The facts about cars and drivers and insurance and municipal costs don't lie. There are no real facts about cyclists and bikes because the supposed ones are created by activists and anti-car movements. They produce more alternative facts than Trump!
So we spend fortunes constructing roads that will carry heavy loads, and on those roads we move costly machines covered by expensive insurance driven by men and women after difficult tests. Each machine can carry one or two or many people quickly no matter what the weather.

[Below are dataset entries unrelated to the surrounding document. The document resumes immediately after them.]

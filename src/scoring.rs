use std::fmt;

use chrono::NaiveDate;
use serde::Serialize;

use crate::audit::{CurrentConditions, EnergyAuditData, HeatingCooling};

/// Why a sub-score could not be computed. Callers treat this as "component
/// excluded from the aggregate", not as a pipeline failure.
#[derive(Debug, Clone, Copy, PartialEq, Eq, Serialize)]
#[serde(rename_all = "kebab-case")]
pub enum DegradedReason {
    NoInsulationData,
    NoWindowData,
    NoHvacData,
    NoValidFixtures,
    MissingHumidityReading,
}

impl fmt::Display for DegradedReason {
    fn fmt(&self, f: &mut fmt::Formatter<'_>) -> fmt::Result {
        match self {
            DegradedReason::NoInsulationData => write!(f, "no insulation ratings provided"),
            DegradedReason::NoWindowData => write!(f, "no window type or condition provided"),
            DegradedReason::NoHvacData => write!(f, "no heating system details provided"),
            DegradedReason::NoValidFixtures => {
                write!(f, "no lighting fixtures with valid wattage and lumens")
            }
            DegradedReason::MissingHumidityReading => {
                write!(f, "current or target humidity missing")
            }
        }
    }
}

pub type SubScore = Result<f64, DegradedReason>;

/// Raw per-domain results, before normalization to the 0-100 aggregate scale.
/// Insulation/windows/HVAC are 0-3, lighting is lumens per watt, humidity is
/// already 0-100.
#[derive(Debug, Clone)]
pub struct ScoreBreakdown {
    pub insulation: SubScore,
    pub windows: SubScore,
    pub hvac: SubScore,
    pub lighting: SubScore,
    pub humidity: SubScore,
}

impl ScoreBreakdown {
    pub fn from_audit(audit: &EnergyAuditData, as_of: NaiveDate) -> Self {
        ScoreBreakdown {
            insulation: insulation_score(&audit.current_conditions),
            windows: window_score(&audit.current_conditions),
            hvac: hvac_score(&audit.heating_cooling, as_of),
            lighting: lighting_efficiency(&audit.current_conditions),
            humidity: humidity_score(&audit.current_conditions),
        }
    }

    /// Envelope component: mean of the available insulation/window scores,
    /// scaled from 0-3 to 0-100. None when neither is available.
    pub fn energy_component(&self) -> Option<f64> {
        let parts: Vec<f64> = [self.insulation, self.windows]
            .iter()
            .filter_map(|r| r.ok())
            .collect();
        if parts.is_empty() {
            return None;
        }
        Some(parts.iter().sum::<f64>() / parts.len() as f64 * 100.0 / 3.0)
    }

    pub fn hvac_component(&self) -> Option<f64> {
        self.hvac.ok().map(|s| s * 100.0 / 3.0)
    }

    /// Lumens-per-watt capped at 100 for the aggregate scale; modern LED
    /// output sits right around 100 lm/W.
    pub fn lighting_component(&self) -> Option<f64> {
        self.lighting.ok().map(|lm_w| lm_w.min(100.0))
    }

    pub fn humidity_component(&self) -> Option<f64> {
        self.humidity.ok()
    }

    pub fn degraded_reasons(&self) -> Vec<DegradedReason> {
        [
            self.insulation,
            self.windows,
            self.hvac,
            self.lighting,
            self.humidity,
        ]
        .iter()
        .filter_map(|r| r.err())
        .collect()
    }
}

/// Mean of the four per-area categorical ratings. Areas the survey skipped
/// count as "average/unsure" (1); only a wholly absent section excludes the
/// score.
pub fn insulation_score(conditions: &CurrentConditions) -> SubScore {
    let ratings = conditions
        .insulation
        .as_ref()
        .ok_or(DegradedReason::NoInsulationData)?;
    let areas = [
        &ratings.attic,
        &ratings.walls,
        &ratings.basement,
        &ratings.floor,
    ];
    let total: f64 = areas
        .iter()
        .map(|r| r.as_ref().map(|c| c.score()).unwrap_or(1.0))
        .sum();
    Ok(total / areas.len() as f64)
}

/// Mean of window-type and window-condition scores; a missing half falls back
/// to the other.
pub fn window_score(conditions: &CurrentConditions) -> SubScore {
    match (&conditions.window_type, &conditions.window_condition) {
        (None, None) => Err(DegradedReason::NoWindowData),
        (Some(t), None) => Ok(t.score()),
        (None, Some(c)) => Ok(c.score()),
        (Some(t), Some(c)) => Ok((t.score() + c.score()) / 2.0),
    }
}

/// Starts at 3 and deducts for system age and service gap, floored at 0.
/// Deductions only apply to fields the survey actually answered; a heating
/// system with neither an age nor a service date carries no signal and is
/// excluded rather than scored perfect.
pub fn hvac_score(heating_cooling: &HeatingCooling, as_of: NaiveDate) -> SubScore {
    let system = heating_cooling
        .heating_system
        .as_ref()
        .ok_or(DegradedReason::NoHvacData)?;
    if system.age_years.is_none() && system.last_service_date.is_none() {
        return Err(DegradedReason::NoHvacData);
    }

    let mut score: f64 = 3.0;
    if let Some(age) = system.age_years {
        if age > 15.0 {
            score -= 2.0;
        } else if age > 10.0 {
            score -= 1.0;
        }
    }
    if let Some(months) = months_since_service(system.last_service_date, as_of) {
        if months > 12.0 {
            score -= 1.0;
        }
        if months > 24.0 {
            score -= 1.0;
        }
    }
    Ok(score.max(0.0))
}

pub fn months_since_service(last_service: Option<NaiveDate>, as_of: NaiveDate) -> Option<f64> {
    let date = last_service?;
    let days = (as_of - date).num_days();
    if days < 0 {
        // Service date in the future: treat as freshly serviced.
        return Some(0.0);
    }
    Some(days as f64 / 30.44)
}

/// Aggregate lumens-per-watt across fixtures with positive wattage and
/// lumen figures. Invalid fixtures are skipped, not zero-filled.
pub fn lighting_efficiency(conditions: &CurrentConditions) -> SubScore {
    let lighting = conditions
        .lighting
        .as_ref()
        .ok_or(DegradedReason::NoValidFixtures)?;
    let mut total_watts = 0.0;
    let mut total_lumens = 0.0;
    for fixture in lighting.fixtures.iter().filter(|f| f.is_valid()) {
        total_watts += fixture.watts.unwrap_or(0.0);
        total_lumens += fixture.lumens.unwrap_or(0.0);
    }
    if total_watts <= 0.0 {
        return Err(DegradedReason::NoValidFixtures);
    }
    Ok(total_lumens / total_watts)
}

/// 100 minus twice the distance from target, clamped to [0, 100]. Requires
/// both readings; a half-answered section propagates as missing rather than
/// scoring 0.
pub fn humidity_score(conditions: &CurrentConditions) -> SubScore {
    let readings = conditions
        .humidity
        .as_ref()
        .ok_or(DegradedReason::MissingHumidityReading)?;
    match (readings.current, readings.target) {
        (Some(current), Some(target)) => {
            Ok((100.0 - 2.0 * (current - target).abs()).clamp(0.0, 100.0))
        }
        _ => Err(DegradedReason::MissingHumidityReading),
    }
}

const WEIGHTS: [(f64, fn(&ScoreBreakdown) -> Option<f64>); 4] = [
    (0.4, ScoreBreakdown::energy_component),
    (0.3, ScoreBreakdown::hvac_component),
    (0.2, ScoreBreakdown::lighting_component),
    (0.1, ScoreBreakdown::humidity_component),
];

/// Score reported when no sub-score at all could be computed. A survey this
/// empty says nothing about the building; defaulting to 0 would misreport it
/// as failing.
pub const INSUFFICIENT_DATA_SCORE: u32 = 70;
pub const INSUFFICIENT_DATA_LABEL: &str = "Insufficient data";

#[derive(Debug, Clone, Serialize)]
pub struct ScoreResult {
    pub value: u32,
    pub label: &'static str,
    pub energy: Option<f64>,
    pub hvac: Option<f64>,
    pub lighting: Option<f64>,
    pub humidity: Option<f64>,
    pub degraded: Vec<DegradedReason>,
}

/// Weighted mean over whichever components are available; the weights of
/// missing components drop out of both numerator and denominator.
pub fn compute_score(breakdown: &ScoreBreakdown) -> ScoreResult {
    let mut weighted_sum = 0.0;
    let mut weight_total = 0.0;
    for (weight, component) in WEIGHTS {
        if let Some(value) = component(breakdown) {
            weighted_sum += weight * value;
            weight_total += weight;
        }
    }

    let (value, label) = if weight_total == 0.0 {
        (INSUFFICIENT_DATA_SCORE, INSUFFICIENT_DATA_LABEL)
    } else {
        let score = (weighted_sum / weight_total).clamp(40.0, 100.0);
        let value = score.round() as u32;
        let label = match value {
            90..=100 => "Excellent",
            80..=89 => "Very Good",
            70..=79 => "Good",
            60..=69 => "Fair",
            _ => "Poor",
        };
        (value, label)
    };

    ScoreResult {
        value,
        label,
        energy: breakdown.energy_component(),
        hvac: breakdown.hvac_component(),
        lighting: breakdown.lighting_component(),
        humidity: breakdown.humidity_component(),
        degraded: breakdown.degraded_reasons(),
    }
}
use energy_doctor::weather::{estimate_hvac_impact, DegreeDays};

#[test]
fn test_zone_estimates_are_annualized() {
    let cold = DegreeDays::annual_for_zone(Some(5));
    assert_eq!(cold.heating, 12.0 * 365.0);
    assert_eq!(cold.cooling, 0.5 * 365.0);
    assert_eq!(cold.days, 365);
    assert!(cold.estimated);

    let hot = DegreeDays::annual_for_zone(Some(1));
    assert_eq!(hot.heating, 0.5 * 365.0);
    assert_eq!(hot.cooling, 8.0 * 365.0);
}

#[test]
fn test_unknown_zone_uses_generic_estimate() {
    for zone in [None, Some(0), Some(9)] {
        let dd = DegreeDays::annual_for_zone(zone);
        assert_eq!(dd.heating, 5.0 * 365.0);
        assert_eq!(dd.cooling, 3.0 * 365.0);
    }
}

#[test]
fn test_heating_demand_increases_with_zone() {
    let mut last = 0.0;
    for zone in 1..=5 {
        let dd = DegreeDays::annual_for_zone(Some(zone));
        assert!(dd.heating > last);
        last = dd.heating;
    }
}

#[test]
fn test_hvac_impact_basic_arithmetic() {
    let dd = DegreeDays {
        heating: 1000.0,
        cooling: 0.0,
        days: 365,
        estimated: true,
    };
    let impact = estimate_hvac_impact(&dd, 0.75, 2000.0, 0.14);
    // 1000 HDD x 2000 ft2 x 1.5 BTU = 3,000,000 BTU; / 3412 / 0.75.
    let expected_kwh = 3_000_000.0 / 3412.0 / 0.75;
    assert!((impact.heating_kwh - expected_kwh).abs() < 1e-6);
    assert_eq!(impact.cooling_kwh, 0.0);
    assert!((impact.annual_cost - expected_kwh * 0.14).abs() < 1e-6);
}

#[test]
fn test_hvac_impact_upgrade_savings_positive_below_cap() {
    let dd = DegreeDays::annual_for_zone(Some(4));
    let impact = estimate_hvac_impact(&dd, 0.7, 1800.0, 0.14);
    assert!(impact.potential_savings > 0.0);
    assert!(impact.upgrade_roi > 0.0);
}

#[test]
fn test_hvac_impact_no_upgrade_headroom_at_cap() {
    let dd = DegreeDays::annual_for_zone(Some(4));
    let impact = estimate_hvac_impact(&dd, 0.95, 1800.0, 0.14);
    assert!(impact.potential_savings.abs() < 1e-9);
}

#[test]
fn test_hvac_impact_defaults_missing_efficiency() {
    let dd = DegreeDays::annual_for_zone(Some(3));
    let with_default = estimate_hvac_impact(&dd, 0.0, 2000.0, 0.14);
    let with_explicit = estimate_hvac_impact(&dd, 0.8, 2000.0, 0.14);
    assert_eq!(with_default.total_kwh, with_explicit.total_kwh);
}

#[test]
fn test_hvac_impact_monotonic_in_efficiency() {
    let dd = DegreeDays::annual_for_zone(Some(4));
    let worse = estimate_hvac_impact(&dd, 0.6, 2000.0, 0.14);
    let better = estimate_hvac_impact(&dd, 0.9, 2000.0, 0.14);
    assert!(worse.total_kwh > better.total_kwh);
    assert!(worse.potential_savings > better.potential_savings);
}
use std::cmp::Ordering;
use std::path::Path;
use std::sync::OnceLock;

use regex::Regex;
use serde::{Deserialize, Serialize};

use crate::audit::PropertyType;

/// Catalog entry. `efficiency_rating` is the free-text marketing string
/// ("ENERGY STAR 4.5", "SEER 16"); the numeric value is parsed out of it on
/// demand.
#[derive(Debug, Clone, Serialize, Deserialize)]
#[serde(rename_all = "camelCase", default)]
pub struct Product {
    pub id: String,
    pub name: String,
    pub category: String,
    pub subcategory: Option<String>,
    pub price: f64,
    pub efficiency_rating: Option<String>,
    pub features: Vec<String>,
    /// Property types the product suits; empty means any.
    pub property_types: Vec<String>,
    pub user_rating: Option<f64>,
    pub green_certified: bool,
    pub rebate_eligible: bool,
    #[serde(default = "default_true")]
    pub in_stock: bool,
}

fn default_true() -> bool {
    true
}

impl Default for Product {
    fn default() -> Self {
        Product {
            id: String::new(),
            name: String::new(),
            category: String::new(),
            subcategory: None,
            price: 0.0,
            efficiency_rating: None,
            features: Vec::new(),
            property_types: Vec::new(),
            user_rating: None,
            green_certified: false,
            rebate_eligible: false,
            in_stock: true,
        }
    }
}

fn rating_regex() -> &'static Regex {
    static RE: OnceLock<Regex> = OnceLock::new();
    RE.get_or_init(|| Regex::new(r"(\d+(?:\.\d+)?)").expect("rating regex is valid"))
}

impl Product {
    /// First numeric token in the free-text rating string, if any.
    pub fn efficiency_value(&self) -> Option<f64> {
        let rating = self.efficiency_rating.as_deref()?;
        let captures = rating_regex().captures(rating)?;
        captures.get(1)?.as_str().parse().ok()
    }

    pub fn matches_category(&self, category: &str) -> bool {
        self.category.eq_ignore_ascii_case(category)
    }

    pub fn has_feature(&self, feature: &str) -> bool {
        self.features.iter().any(|f| f.eq_ignore_ascii_case(feature))
    }

    pub fn suits_property(&self, property_type: PropertyType) -> bool {
        if self.property_types.is_empty() {
            return true;
        }
        let key = property_type_key(property_type);
        self.property_types.iter().any(|p| p.eq_ignore_ascii_case(key))
    }
}

pub fn property_type_key(property_type: PropertyType) -> &'static str {
    match property_type {
        PropertyType::SingleFamily => "single-family",
        PropertyType::Townhouse => "townhouse",
        PropertyType::Apartment => "apartment",
        PropertyType::MobileHome => "mobile-home",
        PropertyType::Other => "other",
    }
}

/// Snapshot of the product catalog, constructed once and passed into pipeline
/// calls rather than read from ambient state.
#[derive(Debug, Clone, Default)]
pub struct ProductCatalog {
    products: Vec<Product>,
}

impl ProductCatalog {
    pub fn new(products: Vec<Product>) -> Self {
        ProductCatalog { products }
    }

    pub fn empty() -> Self {
        ProductCatalog::default()
    }

    pub fn load(path: &Path) -> Result<Self, String> {
        let contents = std::fs::read_to_string(path)
            .map_err(|e| format!("Failed to read catalog {}: {e}", path.display()))?;
        let products: Vec<Product> = serde_json::from_str(&contents)
            .map_err(|e| format!("Failed to parse catalog {}: {e}", path.display()))?;
        Ok(ProductCatalog { products })
    }

    pub fn products(&self) -> &[Product] {
        &self.products
    }

    pub fn is_empty(&self) -> bool {
        self.products.is_empty()
    }

    pub fn len(&self) -> usize {
        self.products.len()
    }
}

/// One "recommend products for this context" request. Both strategies answer
/// the same query shape.
#[derive(Debug, Clone, Default)]
pub struct MatchQuery {
    pub category: String,
    pub features: Vec<String>,
    pub max_price: Option<f64>,
    pub min_efficiency: Option<f64>,
    pub property_type: Option<PropertyType>,
    /// Categories of the audit's high-priority recommendations, for
    /// relevance ranking.
    pub priority_categories: Vec<String>,
    pub require_in_stock: bool,
    pub top_n: usize,
}

pub trait MatchStrategy: Send + Sync {
    fn name(&self) -> &'static str;
    fn select<'a>(&self, catalog: &'a ProductCatalog, query: &MatchQuery) -> Vec<&'a Product>;
}

/// Efficiency descending with unrated products last, price ascending as the
/// tie-break. Shared ordering contract for both strategies.
pub fn compare_by_efficiency(a: &Product, b: &Product) -> Ordering {
    match (a.efficiency_value(), b.efficiency_value()) {
        (Some(ea), Some(eb)) => eb
            .partial_cmp(&ea)
            .unwrap_or(Ordering::Equal)
            .then_with(|| a.price.partial_cmp(&b.price).unwrap_or(Ordering::Equal)),
        (Some(_), None) => Ordering::Less,
        (None, Some(_)) => Ordering::Greater,
        (None, None) => a.price.partial_cmp(&b.price).unwrap_or(Ordering::Equal),
    }
}

pub fn rank_by_efficiency(products: &mut Vec<&Product>) {
    products.sort_by(|a, b| compare_by_efficiency(a, b));
}

fn passes_common_filters(product: &Product, query: &MatchQuery) -> bool {
    if query.require_in_stock && !product.in_stock {
        return false;
    }
    if let Some(max) = query.max_price {
        if product.price > max {
            return false;
        }
    }
    true
}

/// Preference-driven matching: hard category/feature/budget/efficiency
/// filters, then the shared efficiency ordering.
pub struct PreferenceFilter;

impl MatchStrategy for PreferenceFilter {
    fn name(&self) -> &'static str {
        "preference-filter"
    }

    fn select<'a>(&self, catalog: &'a ProductCatalog, query: &MatchQuery) -> Vec<&'a Product> {
        let mut matches: Vec<&Product> = catalog
            .products()
            .iter()
            .filter(|p| p.matches_category(&query.category))
            .filter(|p| passes_common_filters(p, query))
            .filter(|p| query.features.iter().all(|f| p.has_feature(f)))
            .filter(|p| match query.min_efficiency {
                Some(min) => p.efficiency_value().is_some_and(|e| e >= min),
                None => true,
            })
            .collect();
        rank_by_efficiency(&mut matches);
        matches.truncate(query.top_n);
        matches
    }
}

// Relevance factor weights. They sum to 1 so a perfect product scores 1.0.
const WEIGHT_PROPERTY_MATCH: f64 = 0.25;
const WEIGHT_PRIORITY_MATCH: f64 = 0.25;
const WEIGHT_ROI: f64 = 0.20;
const WEIGHT_USER_RATING: f64 = 0.15;
const WEIGHT_GREEN: f64 = 0.10;
const WEIGHT_REBATE: f64 = 0.05;

/// Audit-context matching: soft weighted relevance score over the category's
/// products, falling back to the shared ordering to break score ties.
pub struct RelevanceRanking;

impl RelevanceRanking {
    fn relevance(product: &Product, query: &MatchQuery) -> f64 {
        let property = match query.property_type {
            Some(pt) if product.suits_property(pt) => 1.0,
            Some(_) => 0.0,
            None => 0.5,
        };
        let priority = if query
            .priority_categories
            .iter()
            .any(|c| product.matches_category(c))
        {
            1.0
        } else {
            0.0
        };
        // Efficiency per dollar, saturating at 0.1 units per dollar.
        let roi = match (product.efficiency_value(), product.price) {
            (Some(e), price) if price > 0.0 => (e / price / 0.1).min(1.0),
            _ => 0.0,
        };
        let rating = product.user_rating.map(|r| (r / 5.0).clamp(0.0, 1.0)).unwrap_or(0.0);

        WEIGHT_PROPERTY_MATCH * property
            + WEIGHT_PRIORITY_MATCH * priority
            + WEIGHT_ROI * roi
            + WEIGHT_USER_RATING * rating
            + WEIGHT_GREEN * if product.green_certified { 1.0 } else { 0.0 }
            + WEIGHT_REBATE * if product.rebate_eligible { 1.0 } else { 0.0 }
    }
}

impl MatchStrategy for RelevanceRanking {
    fn name(&self) -> &'static str {
        "relevance-ranking"
    }

    fn select<'a>(&self, catalog: &'a ProductCatalog, query: &MatchQuery) -> Vec<&'a Product> {
        let mut scored: Vec<(f64, &Product)> = catalog
            .products()
            .iter()
            .filter(|p| p.matches_category(&query.category))
            .filter(|p| passes_common_filters(p, query))
            .map(|p| (Self::relevance(p, query), p))
            .collect();
        // Relevance descending; equal relevance falls back to the shared
        // efficiency-then-price ordering.
        scored.sort_by(|(sa, a), (sb, b)| {
            sb.partial_cmp(sa)
                .unwrap_or(Ordering::Equal)
                .then_with(|| compare_by_efficiency(a, b))
        });

        let mut matches: Vec<&Product> = scored.into_iter().map(|(_, p)| p).collect();
        matches.truncate(query.top_n);
        matches
    }
}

Yet our politicians insist that little cheaper machines that move comparatively slowly as they carry one person without insurance or operator testing over the same expensive asphalt can interfere with commuting and commercial delivery so that all other movements are compromised.
It makes no sense to steal space from cars and trucks and buses and streetcars which carry 99.9 % of the transportation burden of the city. After all, bike paths cost a fraction of roads constructed to withstand traffic.
Then add the crushing fact beyond lousy personal fitness. For too much of the year (remember the joke we get 9 months of cold weather and three months of bad skiing) most of us don't chose to ride in the rain or the snow or the cold and certainly not after 9.
Oh yeah, cyclists will say, just another anti-bike rant.
I have a personal lexicon of bike truths. I've done my share of bike riding in this city beyond bike-a-thons. I remember being forced into a ditch but I caught the truck driver and challenged him to a fight. He went through the light to escape.  I have had a bike stolen and two bikes of sons vanished. One son rode a bike to work for years. Another son has competed in Iron Man races where cycling was part of the endurance.
I have even been in two bike collision as a pedestrian.  I was hit by a cyclist speeding on the sidewalk as I left a downtown King St. restaurant. Since he and his bike were injured and I was only bruised, it didn't leave me with the same bad feeling I get while driving downtown and looking at the uneconomic and silly accommodations our politicians are making for a minority who rip off the taxpayers in the guise of noble healthy transportation.
For 60 hours a week for six months a year, we screw up traffic for a giant majority 24-7. It doesn't compute. Let them stick to lanes, parks, councillors' streets and bikeways far from traffic.